Recensione a Maria Martello (a cura di), Il senso della mediazione dei conflitti. Tra diritto, filosofia e teologia, Giappichelli, Torino 2024
È un buon segno che anche in Italia stiano crescendo le ricerche meta-tecniche sulla mediazione, come quella curata da Maria Martello. Significa che nonostante le molte difficoltà e le numerose false partenze, l’istituto sta finalmente uscendo dalla palude meramente utilitaristico-deflattiva della giustizia ordinaria per accedere alla dignità di strumento capace di generare mutamenti evolutivi profondi nella realtà delle strutture giuridiche e delle interazioni sociali.

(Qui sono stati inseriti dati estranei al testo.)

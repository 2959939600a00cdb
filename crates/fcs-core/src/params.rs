//! Request parameters sent as the form body of every API call

use serde::{Deserialize, Serialize};
use std::collections::btree_map::{self, BTreeMap};
use std::fmt;

/// A primitive parameter value
#[derive(Debug, Clone, PartialEq, Serialize, Deserialize)]
#[serde(untagged)]
pub enum ParamValue {
  Bool(bool),
  Int(i64),
  Float(f64),
  Str(String),
}

impl fmt::Display for ParamValue {
  fn fmt(&self, f: &mut fmt::Formatter<'_>) -> fmt::Result {
    match self {
      // the API reads flags as 0/1
      ParamValue::Bool(true) => write!(f, "1"),
      ParamValue::Bool(false) => write!(f, "0"),
      ParamValue::Int(v) => write!(f, "{}", v),
      ParamValue::Float(v) => write!(f, "{}", v),
      ParamValue::Str(v) => write!(f, "{}", v),
    }
  }
}

impl ParamValue {
  fn is_blank(&self) -> bool {
    matches!(self, ParamValue::Str(s) if s.is_empty())
  }
}

impl From<&str> for ParamValue {
  fn from(value: &str) -> Self {
    ParamValue::Str(value.to_string())
  }
}

impl From<String> for ParamValue {
  fn from(value: String) -> Self {
    ParamValue::Str(value)
  }
}

impl From<&String> for ParamValue {
  fn from(value: &String) -> Self {
    ParamValue::Str(value.clone())
  }
}

impl From<bool> for ParamValue {
  fn from(value: bool) -> Self {
    ParamValue::Bool(value)
  }
}

impl From<i32> for ParamValue {
  fn from(value: i32) -> Self {
    ParamValue::Int(value.into())
  }
}

impl From<i64> for ParamValue {
  fn from(value: i64) -> Self {
    ParamValue::Int(value)
  }
}

impl From<u32> for ParamValue {
  fn from(value: u32) -> Self {
    ParamValue::Int(value.into())
  }
}

impl From<u64> for ParamValue {
  fn from(value: u64) -> Self {
    i64::try_from(value).map(ParamValue::Int).unwrap_or_else(|_| ParamValue::Str(value.to_string()))
  }
}

impl From<f64> for ParamValue {
  fn from(value: f64) -> Self {
    ParamValue::Float(value)
  }
}

/// Name to value mapping for one request.
///
/// Keys are kept sorted so the encoded body is stable, which makes requests
/// easy to compare in logs and tests. Order carries no meaning for the API.
#[derive(Debug, Clone, Default, PartialEq, Serialize, Deserialize)]
pub struct Params(BTreeMap<String, ParamValue>);

impl Params {
  pub fn new() -> Self {
    Self::default()
  }

  /// Builder form of [`Params::insert`]
  pub fn with(mut self, key: impl Into<String>, value: impl Into<ParamValue>) -> Self {
    self.insert(key, value);
    self
  }

  /// Builder form of [`Params::insert_opt`]
  pub fn with_opt<V: Into<ParamValue>>(mut self, key: impl Into<String>, value: Option<V>) -> Self {
    self.insert_opt(key, value);
    self
  }

  /// Set a parameter, replacing any previous value for the key
  pub fn insert(&mut self, key: impl Into<String>, value: impl Into<ParamValue>) -> &mut Self {
    self.0.insert(key.into(), value.into());
    self
  }

  /// Set a parameter only when a value is present.
  ///
  /// `None` and empty strings leave the mapping untouched so unset optional
  /// arguments never reach the wire as `key=`.
  pub fn insert_opt<V: Into<ParamValue>>(
    &mut self,
    key: impl Into<String>,
    value: Option<V>,
  ) -> &mut Self {
    if let Some(value) = value.map(Into::into) {
      if !value.is_blank() {
        self.0.insert(key.into(), value);
      }
    }
    self
  }

  /// Apply `other` on top of `self`; keys in `other` win
  pub fn merge_over(&mut self, other: Params) {
    self.0.extend(other.0);
  }

  pub fn get(&self, key: &str) -> Option<&ParamValue> {
    self.0.get(key)
  }

  pub fn contains_key(&self, key: &str) -> bool {
    self.0.contains_key(key)
  }

  pub fn remove(&mut self, key: &str) -> Option<ParamValue> {
    self.0.remove(key)
  }

  pub fn len(&self) -> usize {
    self.0.len()
  }

  pub fn is_empty(&self) -> bool {
    self.0.is_empty()
  }

  pub fn iter(&self) -> btree_map::Iter<'_, String, ParamValue> {
    self.0.iter()
  }

  pub fn keys(&self) -> impl Iterator<Item = &str> {
    self.0.keys().map(String::as_str)
  }

  /// Render as string pairs ready for form encoding
  pub fn to_form_pairs(&self) -> Vec<(String, String)> {
    self.0.iter().map(|(k, v)| (k.clone(), v.to_string())).collect()
  }
}

impl<K: Into<String>, V: Into<ParamValue>> FromIterator<(K, V)> for Params {
  fn from_iter<I: IntoIterator<Item = (K, V)>>(iter: I) -> Self {
    let mut params = Params::new();
    for (k, v) in iter {
      params.insert(k, v);
    }
    params
  }
}

impl IntoIterator for Params {
  type Item = (String, ParamValue);
  type IntoIter = btree_map::IntoIter<String, ParamValue>;

  fn into_iter(self) -> Self::IntoIter {
    self.0.into_iter()
  }
}

impl<'a> IntoIterator for &'a Params {
  type Item = (&'a String, &'a ParamValue);
  type IntoIter = btree_map::Iter<'a, String, ParamValue>;

  fn into_iter(self) -> Self::IntoIter {
    self.0.iter()
  }
}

La mediazione moderna, quella che in vari modi si svolge “all’ombra della legge” nelle società complesse contemporanee, può essere descritta come un insieme di pratiche comunicative messe in atto da una figura terza, imparziale e accettata dalle parti che le aiuti a cercare una soluzione consensuale al conflitto atta a soddisfare nel miglior modo possibile i loro interessi. In generale, medi-azione è letteralmente l’azione di chi “sta in mezzo”, di colui che cerca di costruire uno spazio comune di dialogo per evitare che il conflitto degeneri in dissidio insanabile. Ma è anche medi(c)azione, l’azione di colui che letteralmente si prende cura del conflitto, di chi attua una terapia comunicativa che è soprattutto preventiva di più gravi patologie. E talvolta può diventare medi(t)azione, l’azione di chi tenta di scalfire la superficie di un conflitto per coglierne le ragioni profonde, di chi aiuta a considerare il problema come un’opportunità di riconoscimento dell’altro e di trasformazione relazionale.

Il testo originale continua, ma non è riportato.